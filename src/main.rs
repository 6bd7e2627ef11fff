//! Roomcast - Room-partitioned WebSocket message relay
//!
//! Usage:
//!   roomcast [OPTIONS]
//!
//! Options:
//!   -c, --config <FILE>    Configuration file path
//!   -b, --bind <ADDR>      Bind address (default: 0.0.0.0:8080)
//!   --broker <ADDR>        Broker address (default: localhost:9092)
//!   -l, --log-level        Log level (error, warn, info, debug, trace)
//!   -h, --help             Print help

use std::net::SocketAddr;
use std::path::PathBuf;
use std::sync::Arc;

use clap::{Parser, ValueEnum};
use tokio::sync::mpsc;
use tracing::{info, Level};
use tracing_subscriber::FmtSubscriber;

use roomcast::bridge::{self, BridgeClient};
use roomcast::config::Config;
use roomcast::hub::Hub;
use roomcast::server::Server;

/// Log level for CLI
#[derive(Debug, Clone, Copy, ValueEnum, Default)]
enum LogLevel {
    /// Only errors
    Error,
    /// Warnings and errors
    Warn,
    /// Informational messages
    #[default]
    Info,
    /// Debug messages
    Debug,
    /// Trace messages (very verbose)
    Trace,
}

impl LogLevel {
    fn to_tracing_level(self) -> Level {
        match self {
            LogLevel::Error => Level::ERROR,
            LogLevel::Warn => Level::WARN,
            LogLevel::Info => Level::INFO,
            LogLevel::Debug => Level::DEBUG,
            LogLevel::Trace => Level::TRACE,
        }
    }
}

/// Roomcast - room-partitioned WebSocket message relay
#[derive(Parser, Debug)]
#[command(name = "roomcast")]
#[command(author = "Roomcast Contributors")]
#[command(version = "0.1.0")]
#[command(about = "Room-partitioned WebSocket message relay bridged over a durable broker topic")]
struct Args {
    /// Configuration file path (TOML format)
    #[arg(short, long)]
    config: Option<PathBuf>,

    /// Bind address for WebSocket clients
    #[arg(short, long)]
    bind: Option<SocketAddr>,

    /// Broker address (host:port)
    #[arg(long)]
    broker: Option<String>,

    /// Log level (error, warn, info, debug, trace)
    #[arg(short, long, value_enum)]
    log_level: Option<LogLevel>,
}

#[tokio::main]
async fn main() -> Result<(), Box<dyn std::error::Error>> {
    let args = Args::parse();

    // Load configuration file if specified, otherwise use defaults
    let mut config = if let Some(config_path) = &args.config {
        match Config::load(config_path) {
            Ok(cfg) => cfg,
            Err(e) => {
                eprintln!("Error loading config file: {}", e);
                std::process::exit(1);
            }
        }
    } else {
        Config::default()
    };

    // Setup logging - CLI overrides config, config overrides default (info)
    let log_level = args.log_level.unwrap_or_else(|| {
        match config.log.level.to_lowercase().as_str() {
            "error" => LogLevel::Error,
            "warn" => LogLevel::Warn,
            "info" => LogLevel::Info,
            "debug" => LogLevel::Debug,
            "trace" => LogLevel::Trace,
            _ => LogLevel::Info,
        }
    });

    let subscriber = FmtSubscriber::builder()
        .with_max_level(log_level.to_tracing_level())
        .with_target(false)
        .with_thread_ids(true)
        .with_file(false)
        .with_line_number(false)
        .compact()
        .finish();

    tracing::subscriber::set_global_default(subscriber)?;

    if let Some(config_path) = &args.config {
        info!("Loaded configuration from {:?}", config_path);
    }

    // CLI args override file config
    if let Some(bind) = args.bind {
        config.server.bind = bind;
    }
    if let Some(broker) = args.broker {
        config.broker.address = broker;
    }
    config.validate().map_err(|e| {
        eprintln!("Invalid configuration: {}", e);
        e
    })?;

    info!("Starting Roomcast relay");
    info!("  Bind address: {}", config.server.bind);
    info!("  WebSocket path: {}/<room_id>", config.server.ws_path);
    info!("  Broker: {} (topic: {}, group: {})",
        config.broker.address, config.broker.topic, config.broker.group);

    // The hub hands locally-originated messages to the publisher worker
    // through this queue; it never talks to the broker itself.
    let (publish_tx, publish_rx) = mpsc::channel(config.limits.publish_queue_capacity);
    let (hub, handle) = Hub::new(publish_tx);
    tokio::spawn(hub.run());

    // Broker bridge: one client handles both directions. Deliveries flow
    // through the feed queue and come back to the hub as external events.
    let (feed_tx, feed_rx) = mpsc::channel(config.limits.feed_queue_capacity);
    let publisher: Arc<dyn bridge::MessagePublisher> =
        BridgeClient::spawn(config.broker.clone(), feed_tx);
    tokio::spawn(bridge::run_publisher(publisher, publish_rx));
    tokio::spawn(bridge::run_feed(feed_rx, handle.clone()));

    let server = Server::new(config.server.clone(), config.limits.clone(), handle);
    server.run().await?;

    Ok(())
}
*****
All lines from the beginning of the listing through the one with "otherwise use defaults" are to be restated word for word, and only those.

*Completed task*
filename src/main.rs
repository 6bd7e2627ef11fff
//! Roomcast - Room-partitioned WebSocket message relay
//!
//! Usage:
//!   roomcast [OPTIONS]
//!
//! Options:
//!   -c, --config <FILE>    Configuration file path
//!   -b, --bind <ADDR>      Bind address (default: 0.0.0.0:8080)
//!   --broker <ADDR>        Broker address (default: localhost:9092)
//!   -l, --log-level        Log level (error, warn, info, debug, trace)
//!   -h, --help             Print help

use std::net::SocketAddr;
use std::path::PathBuf;
use std::sync::Arc;

use clap::{Parser, ValueEnum};
use tokio::sync::mpsc;
use tracing::{info, Level};
use tracing_subscriber::FmtSubscriber;

use roomcast::bridge::{self, BridgeClient};
use roomcast::config::Config;
use roomcast::hub::Hub;
use roomcast::server::Server;

/// Log level for CLI
#[derive(Debug, Clone, Copy, ValueEnum, Default)]
enum LogLevel {
    /// Only errors
    Error,
    /// Warnings and errors
    Warn,
    /// Informational messages
    #[default]
    Info,
    /// Debug messages
    Debug,
    /// Trace messages (very verbose)
    Trace,
}

impl LogLevel {
    fn to_tracing_level(self) -> Level {
        match self {
            LogLevel::Error => Level::ERROR,
            LogLevel::Warn => Level::WARN,
            LogLevel::Info => Level::INFO,
            LogLevel::Debug => Level::DEBUG,
            LogLevel::Trace => Level::TRACE,
        }
    }
}

/// Roomcast - room-partitioned WebSocket message relay
#[derive(Parser, Debug)]
#[command(name = "roomcast")]
#[command(author = "Roomcast Contributors")]
#[command(version = "0.1.0")]
#[command(about = "Room-partitioned WebSocket message relay bridged over a durable broker topic")]
struct Args {
    /// Configuration file path (TOML format)
    #[arg(short, long)]
    config: Option<PathBuf>,

    /// Bind address for WebSocket clients
    #[arg(short, long)]
    bind: Option<SocketAddr>,

    /// Broker address (host:port)
    #[arg(long)]
    broker: Option<String>,

    /// Log level (error, warn, info, debug, trace)
    #[arg(short, long, value_enum)]
    log_level: Option<LogLevel>,
}

#[tokio::main]
async fn main() -> Result<(), Box<dyn std::error::Error>> {
    let args = Args::parse();

    // Load configuration file if specified, otherwise use defaults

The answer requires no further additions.